The overall sound of Richard’s system is a little bit balanced towards the musical, organic side of the spectrum. I like my music just a little bit closer towards the clear and transparent side of the spectrum. The Macintosh 3500 tube monoblock amplifiers are not the most detailed amplifiers out there, but they are so emotional, so soulful, that I don't care. I don't miss the extra clarity, because I found the music to be so moving, so emotional, and so meaningful. A case in point is, when we listened to the song "Arms of an Angel" by Sarah McLachlan, which was so beautiful, so moving, and so breathtaking.

Previously, I had commented on the extraordinary capability of the speakers to reproduce, not only the soundstage, but the power and energy of large scale musical works. Nothing better illustrates this then when Richard played a cd recording of a church organ. By a wide margin, the best reproduction of a church pipe organ, I have ever heard.

As good as Richard’s previous Dynaudio speakers were, and they were very good speakers, the Peak Consult Dragon Legend are in a totally different league, a far superior league. The Dynaudio's we're a little bit more cooler, more matter-of-fact, more left-brain type of speakers, more yang like. The Dragon Legend loudspeakers have the ability to draw you into the emotion of the music, with all types of music. They are more emotional, musical, more yin like.

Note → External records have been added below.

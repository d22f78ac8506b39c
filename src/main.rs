//! AutoPilot - per-user automated portfolio pilots
//!
//! # WARNING
//! - Prices and returns are simulated unless a live oracle is wired in.
//! - Nothing here is investment advice.

use anyhow::Result;
use clap::{Parser, Subcommand};
use tracing::error;

use autopilot_engine::cli::commands;
use autopilot_engine::config::Config;

/// AutoPilot capital engine
#[derive(Parser)]
#[command(name = "autopilot")]
#[command(author, version, about, long_about = None)]
struct Cli {
    /// Path to config file
    #[arg(short, long, default_value = "config.toml")]
    config: String,

    /// Emit logs as JSON lines
    #[arg(long, global = true)]
    json_logs: bool,

    #[command(subcommand)]
    command: Commands,
}

#[derive(Subcommand)]
enum Commands {
    /// Start the engine and its scheduler
    Run {
        /// Create this many demo pilots on startup
        #[arg(long, default_value = "0")]
        demo_pilots: usize,
    },

    /// Run one pilot through a number of cycles and print the outcome
    Simulate {
        /// Initial deposit
        #[arg(long, default_value = "10000")]
        deposit: f64,

        /// Risk DNA: ultra_safe, careful, balanced, growth, aggressive, yolo
        #[arg(long, default_value = "balanced")]
        risk: String,

        /// Trading cycles to run
        #[arg(long, default_value = "30")]
        cycles: usize,
    },

    /// List the absorbed strategy catalog
    Strategies,

    /// Show persisted pilots and totals
    Status,

    /// Show current configuration
    Config,
}

#[tokio::main]
async fn main() -> Result<()> {
    // Load environment variables from .env file
    dotenvy::dotenv().ok();

    // Parse CLI arguments
    let cli = Cli::parse();

    // Initialize tracing
    let filter = tracing_subscriber::EnvFilter::from_default_env()
        .add_directive("autopilot_engine=info".parse()?);
    if cli.json_logs {
        tracing_subscriber::fmt()
            .json()
            .with_env_filter(filter)
            .with_target(true)
            .init();
    } else {
        tracing_subscriber::fmt()
            .with_env_filter(filter)
            .with_target(true)
            .with_thread_ids(true)
            .with_file(true)
            .with_line_number(true)
            .init();
    }

    // Load configuration
    let config = match Config::load(&cli.config) {
        Ok(cfg) => cfg,
        Err(e) => {
            error!("Failed to load configuration: {:#}", e);
            std::process::exit(1);
        }
    };

    // Execute command
    let result = match cli.command {
        Commands::Run { demo_pilots } => commands::run(&config, demo_pilots).await,
        Commands::Simulate {
            deposit,
            risk,
            cycles,
        } => commands::simulate(&config, deposit, &risk, cycles).await,
        Commands::Strategies => commands::strategies(&config).await,
        Commands::Status => commands::status(&config).await,
        Commands::Config => commands::show_config(&config),
    };

    if let Err(e) = result {
        error!("Command failed: {:#}", e);
        std::process::exit(1);
    }

    Ok(())
}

One of the highlights of the listening evening session, was when he played Sondre Bratland’s Rosa Frå Betlehem. Here the vocals were exceptional, the sound of the mass voices sounded uncannily real. This recording has a great combination of power, energy, mass if you like, along with the clarity and spaciousness of church ambience and decay. The speakers did reproduce this wonderful recording as close to real, as I have heard any loudspeakers reproduce it.

In summary, these speakers can do it all. They have exceptional sound staging and imaging, they totally disappear, have phenomenal power, mass and energy, are very coherent, very evenly balanced, and can play all types of music, including small scale music. In short, these speakers are, overall, and by a very wide margin, the best loudspeakers I have ever heard.